(Stored data entries)

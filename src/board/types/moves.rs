//! Record of an applied move.

use std::fmt;

#[cfg(feature = "serde")]
use serde::{Deserialize, Serialize};

use super::castling::CastleSide;
use super::piece::{Color, PieceKind};
use super::square::Square;

/// What kind of move was played.
#[derive(Clone, Copy, PartialEq, Eq, Hash, Debug)]
#[cfg_attr(feature = "serde", derive(Serialize, Deserialize))]
pub enum MoveKind {
    Quiet,
    Capture,
    /// Pawn advance of two ranks; sets the en passant target
    DoublePush,
    EnPassant,
    Castle(CastleSide),
}

/// A move as applied by [`GameState::apply`](crate::board::GameState::apply).
#[derive(Clone, Copy, PartialEq, Eq, Hash, Debug)]
#[cfg_attr(feature = "serde", derive(Serialize, Deserialize))]
pub struct Move {
    pub from: Square,
    pub to: Square,
    pub piece: PieceKind,
    pub color: Color,
    /// Captured piece kind. For en passant this is the pawn removed from
    /// behind the target square.
    pub captured: Option<PieceKind>,
    pub kind: MoveKind,
}

impl Move {
    #[inline]
    #[must_use]
    pub const fn is_capture(&self) -> bool {
        self.captured.is_some()
    }

    #[inline]
    #[must_use]
    pub const fn is_castling(&self) -> bool {
        matches!(self.kind, MoveKind::Castle(_))
    }

    #[inline]
    #[must_use]
    pub const fn is_en_passant(&self) -> bool {
        matches!(self.kind, MoveKind::EnPassant)
    }
}

impl fmt::Display for Move {
    fn fmt(&self, f: &mut fmt::Formatter<'_>) -> fmt::Result {
        write!(f, "{} {} {}-{}", self.color, self.piece, self.from, self.to)?;
        match self.kind {
            MoveKind::Castle(CastleSide::KingSide) => write!(f, " (castles king-side)"),
            MoveKind::Castle(CastleSide::QueenSide) => write!(f, " (castles queen-side)"),
            MoveKind::EnPassant => write!(f, " (en passant)"),
            _ => match self.captured {
                Some(captured) => write!(f, " takes {captured}"),
                None => Ok(()),
            },
        }
    }
}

• Brief: Retype each record exactly, leaving nothing out.

• Written solution:
filename src/board/types/moves.rs
//! Record of an applied move.

use std::fmt;

#[cfg(feature = "serde")]
use serde::{Deserialize, Serialize};

use super::castling::CastleSide;
use super::piece::{Color, PieceKind};
use super::square::Square;

/// What kind of move was played.
#[derive(Clone, Copy, PartialEq, Eq, Hash, Debug)]
#[cfg_attr(feature = "serde", derive(Serialize, Deserialize))]
pub enum MoveKind {
    Quiet,
    Capture,
    /// Pawn advance of two ranks; sets the en passant target
    DoublePush,
    EnPassant,
    Castle(CastleSide),
}

/// A move as applied by [`GameState::apply`](crate::board::GameState::apply).
#[derive(Clone, Copy, PartialEq, Eq, Hash, Debug)]
#[cfg_attr(feature = "serde", derive(Serialize, Deserialize))]
pub struct Move {
    pub from: Square,
    pub to: Square,
    pub piece: PieceKind,
    pub color: Color,
    /// Captured piece kind. For en passant this is the pawn removed from
    /// behind the target square.
    pub captured: Option<PieceKind>,
    pub kind: MoveKind,
}

impl Move {
    #[inline]
    #[must_use]
    pub const fn is_capture(&self) -> bool {
        self.captured.is_some()
    }

    #[inline]
    #[must_use]
    pub const fn is_castling(&self) -> bool {
        matches!(self.kind, MoveKind::Castle(_))
    }

    #[inline]
    #[must_use]
    pub const fn is_en_passant(&self) -> bool {
        matches!(self.kind, MoveKind::EnPassant)
    }
}

impl fmt::Display for Move {
    fn fmt(&self, f: &mut fmt::Formatter<'_>) -> fmt::Result {
        write!(f, "{} {} {}-{}", self.color, self.piece, self.from, self.to)?;
        match self.kind {
            MoveKind::Castle(CastleSide::KingSide) => write!(f, " (castles king-side)"),
            MoveKind::Castle(CastleSide::QueenSide) => write!(f, " (castles queen-side)"),
            MoveKind::EnPassant => write!(f, " (en passant)"),
            _ => match self.captured {
                Some(captured) => write!(f, " takes {captured}"),
                None => Ok(()),
            },
        }
    }
}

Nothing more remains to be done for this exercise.